When corporations that actually have a market test and profit motive are funding the research, avenues that are unlikely to succeed will be cut off sooner, and alternatives to the current vogue will be funded quicker. You can see a real-life example (of failure) in Alzheimer’s research which was hamstrung by decades of political control of research labs and taxpayer grants that refused to fund alternatives to the “mainstream” theories which set back society and the disease.

You asked for the justification and I provided it

hodgesrm · a month ago
> When corporations that actually have a market test and profit motive are funding the research, avenues that are unlikely to succeed will be cut off sooner...

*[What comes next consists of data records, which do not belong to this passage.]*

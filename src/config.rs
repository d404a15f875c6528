use std::time::Duration;

use anyhow::Context;

pub const DEFAULT_API_URL: &str = "http://localhost:8000";
pub const DEFAULT_DATABASE_URL: &str = "sqlite://skill-tracker.db?mode=rwc";

#[derive(Debug, Clone, PartialEq)]
pub struct Settings {
    pub api_url: String,
    pub database_url: String,
    pub timeout: Option<Duration>,
}

impl Settings {
    pub fn from_env() -> anyhow::Result<Self> {
        Self::from_lookup(|key| std::env::var(key).ok())
    }

    fn from_lookup(lookup: impl Fn(&str) -> Option<String>) -> anyhow::Result<Self> {
        let api_url = lookup("SKILL_TRACKER_API_URL")
            .filter(|value| !value.trim().is_empty())
            .unwrap_or_else(|| DEFAULT_API_URL.to_string());
        let database_url = lookup("DATABASE_URL")
            .filter(|value| !value.trim().is_empty())
            .unwrap_or_else(|| DEFAULT_DATABASE_URL.to_string());
        let timeout = match lookup("SKILL_TRACKER_TIMEOUT_SECS") {
            Some(raw) if !raw.trim().is_empty() => {
                let secs: u64 = raw
                    .trim()
                    .parse()
                    .with_context(|| format!("SKILL_TRACKER_TIMEOUT_SECS must be whole seconds, got '{raw}'"))?;
                Some(Duration::from_secs(secs))
            }
            _ => None,
        };

        Ok(Self {
            api_url: api_url.trim_end_matches('/').to_string(),
            database_url,
            timeout,
        })
    }

    pub fn with_api_url(mut self, api_url: Option<String>) -> Self {
        if let Some(url) = api_url {
            self.api_url = url.trim_end_matches('/').to_string();
        }
        self
    }
}

#[cfg(test)]
mod tests {
    use super::*;
    use std::collections::HashMap;

    fn lookup_from(pairs: &[(&str, &str)]) -> impl Fn(&str) -> Option<String> {
        let map: HashMap<String, String> = pairs
            .iter()
            .map(|(k, v)| (k.to_string(), v.to_string()))
            .collect();
        move |key| map.get(key).cloned()
    }

    #[test]
    fn defaults_apply_when_unset() {
        let settings = Settings::from_lookup(lookup_from(&[])).unwrap();
        assert_eq!(settings.api_url, DEFAULT_API_URL);
        assert_eq!(settings.database_url, DEFAULT_DATABASE_URL);
        assert_eq!(settings.timeout, None);
    }

    #[test]
    fn values_are_read_and_trimmed() {
        let settings = Settings::from_lookup(lookup_from(&[
            ("SKILL_TRACKER_API_URL", "https://api.example.com/"),
            ("DATABASE_URL", "sqlite::memory:"),
            ("SKILL_TRACKER_TIMEOUT_SECS", "15"),
        ]))
        .unwrap();
        assert_eq!(settings.api_url, "https://api.example.com");
        assert_eq!(settings.database_url, "sqlite::memory:");
        assert_eq!(settings.timeout, Some(Duration::from_secs(15)));
    }

    #[test]
    fn bad_timeout_is_an_error() {
        let result = Settings::from_lookup(lookup_from(&[("SKILL_TRACKER_TIMEOUT_SECS", "soon")]));
        assert!(result.is_err());
    }

    #[test]
    fn flag_overrides_environment() {
        let settings = Settings::from_lookup(lookup_from(&[]))
            .unwrap()
            .with_api_url(Some("http://10.0.0.5:9000/".to_string()));
        assert_eq!(settings.api_url, "http://10.0.0.5:9000");
    }
}
//! Talent discovery quiz: a linear wizard whose intermediate answers live in
//! the local store until the final profile is saved to the backend.

use serde::{Deserialize, Serialize};

use crate::error::ValidationError;
use crate::models::TalentResultCreate;

pub const STRENGTH_OPTIONS: [&str; 4] = ["論理的思考力", "コミュニケーション能力", "創造性", "リーダーシップ"];
pub const COMPANION_OPTIONS: [&str; 4] = ["ポジティブな人", "知的好奇心が旺盛な人", "誠実な人", "その他"];
pub const ABSORPTION_OPTIONS: [&str; 4] = ["仕事", "学習", "趣味", "人との対話"];

pub const DRAFT_ANSWERS: &str = "answers";
pub const DRAFT_FIRST_PICK: &str = "selected";
pub const DRAFT_ADDITIONAL: &str = "additional";
pub const DRAFT_SECOND_PICK: &str = "reselected";

#[derive(Debug, Clone, Default, PartialEq, Eq, Serialize, Deserialize)]
pub struct TalentAnswers {
    #[serde(default)]
    pub q1: String,
    #[serde(default)]
    pub q2: String,
    #[serde(default)]
    pub q3: String,
    #[serde(default)]
    pub q4: String,
    #[serde(default)]
    pub q5: Vec<String>,
    #[serde(default)]
    pub q5_other: String,
}

impl TalentAnswers {
    pub fn filled_count(&self) -> usize {
        [
            !self.q1.trim().is_empty(),
            !self.q2.trim().is_empty(),
            !self.q3.is_empty(),
            !self.q4.trim().is_empty(),
            !self.q5.is_empty() || !self.q5_other.trim().is_empty(),
        ]
        .iter()
        .filter(|filled| **filled)
        .count()
    }

    pub fn validate(&self) -> Result<(), ValidationError> {
        if !self.q3.is_empty() && !STRENGTH_OPTIONS.contains(&self.q3.as_str()) {
            return Err(ValidationError::not_allowed("q3", &STRENGTH_OPTIONS));
        }
        if let Some(other) = self
            .q5
            .iter()
            .find(|choice| !COMPANION_OPTIONS.contains(&choice.as_str()))
        {
            return Err(ValidationError::Rule(format!("unknown q5 choice '{other}'")));
        }
        if self.filled_count() < 5 {
            return Err(ValidationError::Rule(format!(
                "all 5 questions must be answered ({} of 5 filled)",
                self.filled_count()
            )));
        }
        Ok(())
    }
}

#[derive(Debug, Clone, Default, PartialEq, Eq, Serialize, Deserialize)]
pub struct AdditionalAnswers {
    #[serde(default)]
    pub q9: Vec<String>,
    #[serde(default)]
    pub q9_other: String,
    #[serde(default)]
    pub q12: String,
}

impl AdditionalAnswers {
    pub fn filled_count(&self) -> usize {
        let absorbed = !self.q9.is_empty() || !self.q9_other.trim().is_empty();
        let thanked = !self.q12.trim().is_empty();
        usize::from(absorbed) + usize::from(thanked)
    }

    pub fn validate(&self) -> Result<(), ValidationError> {
        if let Some(other) = self
            .q9
            .iter()
            .find(|choice| !ABSORPTION_OPTIONS.contains(&choice.as_str()))
        {
            return Err(ValidationError::Rule(format!("unknown q9 choice '{other}'")));
        }
        if self.filled_count() < 2 {
            return Err(ValidationError::Rule(format!(
                "both questions must be answered ({} of 2 filled)",
                self.filled_count()
            )));
        }
        Ok(())
    }
}

#[derive(Debug, Clone, Copy, PartialEq, Eq)]
pub struct TalentOption {
    pub id: &'static str,
    pub title: &'static str,
    pub description: &'static str,
}

pub const FIRST_PASS: [TalentOption; 3] = [
    TalentOption {
        id: "communicator",
        title: "人を繋ぐコミュニケーションの達人",
        description: "多様な価値観を持つ人々と対話し、新しい関係性を築きたい。",
    },
    TalentOption {
        id: "analyst",
        title: "論理的思考で問題を解決するアナリスト",
        description: "複雑な情報を整理し、データに基づいた最適な解決策を導き出したい。",
    },
    TalentOption {
        id: "artist",
        title: "創造性で世界を彩るアーティスト",
        description: "既成概念にとらわれず、独自のアイデアや表現で新しい価値を生み出したい。",
    },
];

pub const SECOND_PASS: [TalentOption; 3] = [
    TalentOption {
        id: "order",
        title: "秩序の創造者",
        description: "複雑な状況や情報を整理し、明確な構造やシステムを構築することに情熱を注ぐ。",
    },
    TalentOption {
        id: "empathy",
        title: "共感の架け橋",
        description: "他者の感情や視点を深く理解し、人々の間にある隔たりを埋めることに喜びを感じる。",
    },
    TalentOption {
        id: "explorer",
        title: "未知への探求者",
        description: "まだ誰も足を踏み入れたことのない領域や、新しい知識、アイデアを探求したい。",
    },
];

pub const DEFAULT_FIRST_PICK: &str = "communicator";
pub const DEFAULT_SECOND_PICK: &str = "empathy";

pub fn find_option(options: &[TalentOption], id: &str) -> Result<TalentOption, ValidationError> {
    options
        .iter()
        .copied()
        .find(|option| option.id == id)
        .ok_or_else(|| {
            let ids: Vec<&str> = options.iter().map(|option| option.id).collect();
            ValidationError::not_allowed("talent", &ids)
        })
}

#[derive(Debug, Clone, Copy, PartialEq, Eq, PartialOrd, Ord)]
pub enum Step {
    Questionnaire,
    Analysis,
    Additional,
    Reanalysis,
    Result,
}

impl Step {
    pub fn label(self) -> &'static str {
        match self {
            Step::Questionnaire => "questionnaire",
            Step::Analysis => "analysis",
            Step::Additional => "additional questions",
            Step::Reanalysis => "reanalysis",
            Step::Result => "result",
        }
    }
}

/// Quiz state restored from drafts.
#[derive(Debug, Clone, Default, PartialEq, Eq)]
pub struct QuizProgress {
    pub answers: Option<TalentAnswers>,
    pub first_pick: Option<String>,
    pub additional: Option<AdditionalAnswers>,
    pub second_pick: Option<String>,
}

impl QuizProgress {
    pub fn first_pick(&self) -> &str {
        self.first_pick.as_deref().unwrap_or(DEFAULT_FIRST_PICK)
    }

    pub fn second_pick(&self) -> &str {
        self.second_pick.as_deref().unwrap_or(DEFAULT_SECOND_PICK)
    }

    /// The first step whose requirements are not yet met.
    pub fn next_step(&self) -> Step {
        match (&self.answers, &self.first_pick, &self.additional, &self.second_pick) {
            (None, _, _, _) => Step::Questionnaire,
            (Some(answers), _, _, _) if answers.validate().is_err() => Step::Questionnaire,
            (Some(_), None, _, _) => Step::Analysis,
            (Some(_), Some(_), None, _) => Step::Additional,
            (Some(_), Some(_), Some(additional), _) if additional.validate().is_err() => {
                Step::Additional
            }
            (Some(_), Some(_), Some(_), None) => Step::Reanalysis,
            (Some(_), Some(_), Some(_), Some(_)) => Step::Result,
        }
    }

    /// Builds the profile to save; every earlier step must be complete.
    pub fn result(&self) -> Result<TalentResultCreate, ValidationError> {
        let step = self.next_step();
        if step != Step::Result {
            return Err(ValidationError::Rule(format!(
                "the quiz is not finished; next step is {}",
                step.label()
            )));
        }
        profile_for(self.second_pick())
    }
}

fn strings(values: &[&str]) -> Vec<String> {
    values.iter().map(|value| value.to_string()).collect()
}

pub fn profile_for(talent_id: &str) -> Result<TalentResultCreate, ValidationError> {
    let option = find_option(&SECOND_PASS, talent_id)?;
    let result = match option.id {
        "order" => TalentResultCreate {
            talent_type: option.title.to_string(),
            talent_name: "構造化力".to_string(),
            description: "複雑な状況や情報の中にパターンを見出し、誰もが動きやすい仕組みへと整える力です。".to_string(),
            keywords: strings(&["整理", "仕組み化", "計画", "再現性"]),
            strengths: strings(&[
                "散らばった情報を体系立てて整理する能力",
                "手順やルールを設計して周囲の迷いを減らす力",
                "長期的な計画を着実に運用する粘り強さ",
            ]),
            next_steps: strings(&[
                "身近な活動の手順書やチェックリストを作る",
                "プロジェクトの進行管理役を引き受ける",
                "情報設計やシステム思考に関する本を読む",
            ]),
        },
        "empathy" => TalentResultCreate {
            talent_type: option.title.to_string(),
            talent_name: "共感力".to_string(),
            description: "相手の感情や視点を深く理解し、異なる背景を持つ人々の間に相互理解を生み出す力です。".to_string(),
            keywords: strings(&["傾聴", "対話", "信頼", "協働"]),
            strengths: strings(&[
                "相手の立場に立って話を聴く力",
                "意見の違う人同士をつなぐ調整力",
                "安心して話せる場をつくる雰囲気づくり",
            ]),
            next_steps: strings(&[
                "クラスや部活動で聞き役・まとめ役を担う",
                "異なる世代の人へのヒアリングを企画する",
                "コミュニケーションや心理学に関する本を読む",
            ]),
        },
        _ => TalentResultCreate {
            talent_type: option.title.to_string(),
            talent_name: "探究力".to_string(),
            description: "未知の領域に自ら踏み出し、学び続けることで新しい発見を周囲にもたらす力です。".to_string(),
            keywords: strings(&["好奇心", "挑戦", "発見", "学び"]),
            strengths: strings(&[
                "わからないことを自分で調べ抜く行動力",
                "新しい分野にも臆せず飛び込む挑戦心",
                "得た知識を組み合わせて仮説を立てる力",
            ]),
            next_steps: strings(&[
                "気になるテーマで小さな探究プロジェクトを始める",
                "専門家や大学の公開講座に参加する",
                "探究の記録を継続的に発信する",
            ]),
        },
    };
    Ok(result)
}

#[cfg(test)]
mod tests {
    use super::*;

    fn complete_answers() -> TalentAnswers {
        TalentAnswers {
            q1: "新しい技術を学ぶこと".to_string(),
            q2: "プログラミング".to_string(),
            q3: "創造性".to_string(),
            q4: "文化祭の企画をやり遂げた".to_string(),
            q5: vec!["誠実な人".to_string()],
            q5_other: String::new(),
        }
    }

    fn complete_additional() -> AdditionalAnswers {
        AdditionalAnswers {
            q9: vec![],
            q9_other: "模型づくり".to_string(),
            q12: "友人のPCトラブルを解決した".to_string(),
        }
    }

    #[test]
    fn all_five_answers_are_required() {
        let mut answers = complete_answers();
        assert_eq!(answers.filled_count(), 5);
        assert!(answers.validate().is_ok());

        answers.q5.clear();
        assert_eq!(answers.filled_count(), 4);
        assert!(answers.validate().is_err());

        answers.q5_other = "面白い人".to_string();
        assert!(answers.validate().is_ok());
    }

    #[test]
    fn strength_choice_must_be_listed() {
        let mut answers = complete_answers();
        answers.q3 = "体力".to_string();
        assert!(matches!(
            answers.validate(),
            Err(ValidationError::NotAllowed { field: "q3", .. })
        ));
    }

    #[test]
    fn progress_walks_the_steps_in_order() {
        let mut progress = QuizProgress::default();
        assert_eq!(progress.next_step(), Step::Questionnaire);

        progress.answers = Some(complete_answers());
        assert_eq!(progress.next_step(), Step::Analysis);
        assert_eq!(progress.first_pick(), "communicator");

        progress.first_pick = Some("analyst".to_string());
        assert_eq!(progress.next_step(), Step::Additional);

        progress.additional = Some(AdditionalAnswers::default());
        assert_eq!(progress.next_step(), Step::Additional);

        progress.additional = Some(complete_additional());
        assert_eq!(progress.next_step(), Step::Reanalysis);
        assert!(progress.result().is_err());

        progress.second_pick = Some("explorer".to_string());
        assert_eq!(progress.next_step(), Step::Result);
        let result = progress.result().unwrap();
        assert_eq!(result.talent_type, "未知への探求者");
        assert_eq!(result.next_steps.len(), 3);
    }

    #[test]
    fn unknown_talent_ids_are_rejected() {
        assert!(find_option(&FIRST_PASS, "analyst").is_ok());
        assert!(find_option(&FIRST_PASS, "order").is_err());
        assert!(profile_for("wizard").is_err());
    }
}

It's hard to see how your suggestion would work for fundamental advances in technology. For example, backpropagation took decades to move from an idea to industrial use. [0] It was also "invented" multiple times.

[0] https://en.wikipedia.org/wiki/Backpropagation#History

intermerda · a month ago
Under your system what is the corporate incentive to study health effects of smoking?
yongjik · a month ago
...and when China leapfrogs ahead of America's science, these people will blame the nebulous American globalist elites for "letting it happen."

So much for the invisible hand of the market.

palmfacehn · a month ago
Whether proponents of government directed Science, agree or disagree, your comment presents a well reasoned argument. At the moment it is the most substantive comment on the page. Moreover, it is a direct, good faith response to the parent commenter's question. Yet for all of this, I see that the comment has been downvoted into grey. At the time of posting, no substantive rebuttals have been offered.

This typifies the quality of discourse around defunding of "The Science" at HN.

runsWphotons · a month ago
I can understand disagreeing but it is funny that someone asked for a justification and then downvoted someone providing one, without even knowing if the person actually even endorses that line of thought. Liberalism truly is dead.